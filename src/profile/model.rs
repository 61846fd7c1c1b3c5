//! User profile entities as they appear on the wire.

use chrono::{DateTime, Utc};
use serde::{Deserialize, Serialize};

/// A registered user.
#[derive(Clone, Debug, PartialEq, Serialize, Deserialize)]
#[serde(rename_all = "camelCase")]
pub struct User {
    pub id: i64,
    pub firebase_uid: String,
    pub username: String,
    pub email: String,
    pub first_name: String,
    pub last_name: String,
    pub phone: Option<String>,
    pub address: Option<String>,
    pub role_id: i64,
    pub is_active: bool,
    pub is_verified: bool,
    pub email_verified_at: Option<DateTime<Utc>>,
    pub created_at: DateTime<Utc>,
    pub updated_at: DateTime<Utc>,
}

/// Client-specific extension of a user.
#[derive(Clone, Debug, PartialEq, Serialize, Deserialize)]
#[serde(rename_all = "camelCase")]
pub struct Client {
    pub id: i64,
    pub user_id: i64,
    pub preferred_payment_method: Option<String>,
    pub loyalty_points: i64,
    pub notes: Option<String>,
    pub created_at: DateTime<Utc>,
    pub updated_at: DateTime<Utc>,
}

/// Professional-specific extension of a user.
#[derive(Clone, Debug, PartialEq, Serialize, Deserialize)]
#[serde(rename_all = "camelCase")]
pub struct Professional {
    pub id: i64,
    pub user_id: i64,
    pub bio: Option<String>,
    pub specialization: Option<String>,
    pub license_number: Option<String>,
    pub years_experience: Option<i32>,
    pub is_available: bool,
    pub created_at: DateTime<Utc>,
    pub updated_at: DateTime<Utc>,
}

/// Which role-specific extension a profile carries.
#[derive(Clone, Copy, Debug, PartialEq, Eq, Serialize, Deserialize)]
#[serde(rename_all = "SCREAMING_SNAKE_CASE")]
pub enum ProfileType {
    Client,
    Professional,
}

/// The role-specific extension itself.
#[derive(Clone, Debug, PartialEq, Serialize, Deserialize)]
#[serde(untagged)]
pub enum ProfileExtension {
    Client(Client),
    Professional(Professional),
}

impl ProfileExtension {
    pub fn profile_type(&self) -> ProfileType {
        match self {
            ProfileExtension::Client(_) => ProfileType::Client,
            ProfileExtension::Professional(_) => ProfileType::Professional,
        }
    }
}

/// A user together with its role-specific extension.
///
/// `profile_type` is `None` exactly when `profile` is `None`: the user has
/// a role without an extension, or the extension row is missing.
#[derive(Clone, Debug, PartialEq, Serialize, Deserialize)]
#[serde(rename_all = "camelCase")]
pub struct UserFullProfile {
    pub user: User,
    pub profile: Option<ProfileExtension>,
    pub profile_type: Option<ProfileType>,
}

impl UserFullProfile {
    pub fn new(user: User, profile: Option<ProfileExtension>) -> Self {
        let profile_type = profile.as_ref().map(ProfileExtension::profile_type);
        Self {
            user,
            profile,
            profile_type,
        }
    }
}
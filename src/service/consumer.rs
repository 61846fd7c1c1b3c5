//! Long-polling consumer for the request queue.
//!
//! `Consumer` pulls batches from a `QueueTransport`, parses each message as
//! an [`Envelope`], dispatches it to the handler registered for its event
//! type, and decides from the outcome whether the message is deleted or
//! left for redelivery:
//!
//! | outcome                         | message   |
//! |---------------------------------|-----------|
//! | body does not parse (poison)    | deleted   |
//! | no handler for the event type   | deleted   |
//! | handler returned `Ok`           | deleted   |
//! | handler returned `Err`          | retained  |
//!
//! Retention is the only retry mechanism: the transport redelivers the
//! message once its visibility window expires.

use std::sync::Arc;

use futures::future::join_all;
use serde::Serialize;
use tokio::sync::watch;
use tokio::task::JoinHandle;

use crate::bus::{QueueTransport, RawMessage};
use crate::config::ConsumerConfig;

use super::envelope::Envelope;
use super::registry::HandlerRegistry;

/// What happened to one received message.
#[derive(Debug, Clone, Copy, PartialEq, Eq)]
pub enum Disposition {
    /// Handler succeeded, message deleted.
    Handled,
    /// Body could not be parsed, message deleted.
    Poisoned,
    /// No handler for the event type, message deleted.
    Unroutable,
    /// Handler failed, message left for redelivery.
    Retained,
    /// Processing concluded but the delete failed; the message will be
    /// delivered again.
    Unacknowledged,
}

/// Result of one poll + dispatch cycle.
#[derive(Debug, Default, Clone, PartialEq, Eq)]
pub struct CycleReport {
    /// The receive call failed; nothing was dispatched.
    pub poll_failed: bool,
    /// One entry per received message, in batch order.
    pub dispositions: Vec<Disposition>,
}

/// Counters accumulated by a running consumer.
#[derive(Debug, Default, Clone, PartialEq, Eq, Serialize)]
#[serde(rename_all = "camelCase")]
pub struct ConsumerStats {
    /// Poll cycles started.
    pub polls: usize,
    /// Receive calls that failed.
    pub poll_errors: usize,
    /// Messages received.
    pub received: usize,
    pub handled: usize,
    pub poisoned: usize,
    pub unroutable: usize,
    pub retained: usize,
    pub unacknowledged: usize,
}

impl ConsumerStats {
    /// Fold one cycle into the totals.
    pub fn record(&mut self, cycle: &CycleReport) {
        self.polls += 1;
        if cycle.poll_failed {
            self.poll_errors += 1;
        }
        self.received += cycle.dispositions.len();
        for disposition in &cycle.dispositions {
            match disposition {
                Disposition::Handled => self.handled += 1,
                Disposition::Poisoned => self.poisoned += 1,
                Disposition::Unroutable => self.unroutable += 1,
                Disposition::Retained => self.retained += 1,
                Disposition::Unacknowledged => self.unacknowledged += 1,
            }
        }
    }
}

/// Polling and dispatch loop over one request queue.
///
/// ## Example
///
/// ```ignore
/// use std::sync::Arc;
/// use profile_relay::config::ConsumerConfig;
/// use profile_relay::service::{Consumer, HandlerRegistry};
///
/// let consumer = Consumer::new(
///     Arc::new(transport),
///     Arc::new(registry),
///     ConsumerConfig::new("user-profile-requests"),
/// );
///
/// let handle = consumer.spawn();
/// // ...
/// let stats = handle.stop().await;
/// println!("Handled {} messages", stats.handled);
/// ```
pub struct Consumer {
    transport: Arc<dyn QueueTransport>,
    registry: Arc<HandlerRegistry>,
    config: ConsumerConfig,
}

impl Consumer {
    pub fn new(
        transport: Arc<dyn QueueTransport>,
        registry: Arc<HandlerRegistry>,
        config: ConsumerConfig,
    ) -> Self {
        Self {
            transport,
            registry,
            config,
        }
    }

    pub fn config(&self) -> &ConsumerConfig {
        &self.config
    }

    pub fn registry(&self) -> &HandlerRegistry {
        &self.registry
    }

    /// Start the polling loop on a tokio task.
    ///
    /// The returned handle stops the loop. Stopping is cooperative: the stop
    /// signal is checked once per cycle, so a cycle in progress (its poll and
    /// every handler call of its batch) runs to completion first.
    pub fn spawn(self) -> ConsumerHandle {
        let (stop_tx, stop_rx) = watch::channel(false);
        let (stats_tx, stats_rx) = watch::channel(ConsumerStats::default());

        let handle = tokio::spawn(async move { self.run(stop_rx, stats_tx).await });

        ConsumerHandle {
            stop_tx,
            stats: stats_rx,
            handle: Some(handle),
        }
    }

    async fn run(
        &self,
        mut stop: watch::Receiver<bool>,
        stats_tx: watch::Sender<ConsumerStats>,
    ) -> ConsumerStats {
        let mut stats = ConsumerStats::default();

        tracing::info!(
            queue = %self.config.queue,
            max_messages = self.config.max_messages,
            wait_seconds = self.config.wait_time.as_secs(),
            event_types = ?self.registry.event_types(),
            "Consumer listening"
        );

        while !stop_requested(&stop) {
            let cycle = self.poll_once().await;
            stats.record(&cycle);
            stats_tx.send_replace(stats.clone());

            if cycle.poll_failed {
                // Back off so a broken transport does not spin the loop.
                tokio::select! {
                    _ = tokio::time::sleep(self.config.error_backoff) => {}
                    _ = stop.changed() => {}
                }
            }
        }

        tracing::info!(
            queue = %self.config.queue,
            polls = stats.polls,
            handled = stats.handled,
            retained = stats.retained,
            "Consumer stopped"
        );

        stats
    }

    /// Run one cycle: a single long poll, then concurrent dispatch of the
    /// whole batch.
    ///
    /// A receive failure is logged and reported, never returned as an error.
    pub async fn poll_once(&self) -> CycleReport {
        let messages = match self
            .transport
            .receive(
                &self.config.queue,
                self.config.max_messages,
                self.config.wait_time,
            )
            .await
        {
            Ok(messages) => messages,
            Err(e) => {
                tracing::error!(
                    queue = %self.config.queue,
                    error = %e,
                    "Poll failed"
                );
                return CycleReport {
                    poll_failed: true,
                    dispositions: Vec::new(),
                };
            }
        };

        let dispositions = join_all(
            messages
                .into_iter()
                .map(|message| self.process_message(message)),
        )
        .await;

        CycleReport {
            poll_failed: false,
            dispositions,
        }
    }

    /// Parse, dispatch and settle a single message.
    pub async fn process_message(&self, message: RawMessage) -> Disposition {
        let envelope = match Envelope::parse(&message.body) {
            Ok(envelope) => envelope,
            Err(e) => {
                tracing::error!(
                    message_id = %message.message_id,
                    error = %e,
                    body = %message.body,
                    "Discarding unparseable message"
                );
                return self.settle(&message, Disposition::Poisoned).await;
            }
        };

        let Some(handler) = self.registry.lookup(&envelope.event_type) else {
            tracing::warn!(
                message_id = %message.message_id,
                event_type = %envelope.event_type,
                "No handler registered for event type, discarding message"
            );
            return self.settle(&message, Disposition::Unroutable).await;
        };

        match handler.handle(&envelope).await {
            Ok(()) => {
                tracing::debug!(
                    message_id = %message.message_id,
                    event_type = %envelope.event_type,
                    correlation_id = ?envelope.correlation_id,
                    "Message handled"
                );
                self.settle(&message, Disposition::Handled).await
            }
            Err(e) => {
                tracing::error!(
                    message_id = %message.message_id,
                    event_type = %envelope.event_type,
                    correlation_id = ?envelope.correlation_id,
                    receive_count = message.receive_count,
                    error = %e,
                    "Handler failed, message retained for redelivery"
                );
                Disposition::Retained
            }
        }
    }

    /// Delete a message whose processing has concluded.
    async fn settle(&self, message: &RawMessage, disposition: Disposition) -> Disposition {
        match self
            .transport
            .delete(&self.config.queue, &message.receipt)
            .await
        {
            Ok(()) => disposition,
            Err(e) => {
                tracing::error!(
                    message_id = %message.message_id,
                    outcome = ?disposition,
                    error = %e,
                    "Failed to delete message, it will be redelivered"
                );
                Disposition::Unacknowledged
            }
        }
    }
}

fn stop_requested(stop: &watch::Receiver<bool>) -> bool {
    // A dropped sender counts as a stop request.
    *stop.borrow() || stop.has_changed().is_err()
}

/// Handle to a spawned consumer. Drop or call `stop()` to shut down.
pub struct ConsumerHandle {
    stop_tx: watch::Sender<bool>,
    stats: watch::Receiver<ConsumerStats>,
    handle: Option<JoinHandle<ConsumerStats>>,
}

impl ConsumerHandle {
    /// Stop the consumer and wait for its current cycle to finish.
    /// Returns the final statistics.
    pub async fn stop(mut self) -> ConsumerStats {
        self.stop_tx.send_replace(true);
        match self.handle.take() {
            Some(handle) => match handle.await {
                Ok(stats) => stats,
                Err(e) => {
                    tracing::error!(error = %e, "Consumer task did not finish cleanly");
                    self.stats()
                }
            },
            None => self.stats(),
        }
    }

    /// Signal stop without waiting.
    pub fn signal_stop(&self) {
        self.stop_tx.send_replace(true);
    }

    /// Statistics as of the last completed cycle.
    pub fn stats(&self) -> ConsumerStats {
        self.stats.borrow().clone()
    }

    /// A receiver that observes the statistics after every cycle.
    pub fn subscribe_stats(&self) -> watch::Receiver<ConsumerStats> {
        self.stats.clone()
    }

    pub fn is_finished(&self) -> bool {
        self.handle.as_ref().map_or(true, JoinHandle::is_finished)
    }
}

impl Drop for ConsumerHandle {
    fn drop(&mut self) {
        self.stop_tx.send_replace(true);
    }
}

• Exercise aim:
Copy all the lines from the data above that hold the word "borrow".

• Task result:
    *stop.borrow() || stop.has_changed().is_err()
        self.stats.borrow().clone()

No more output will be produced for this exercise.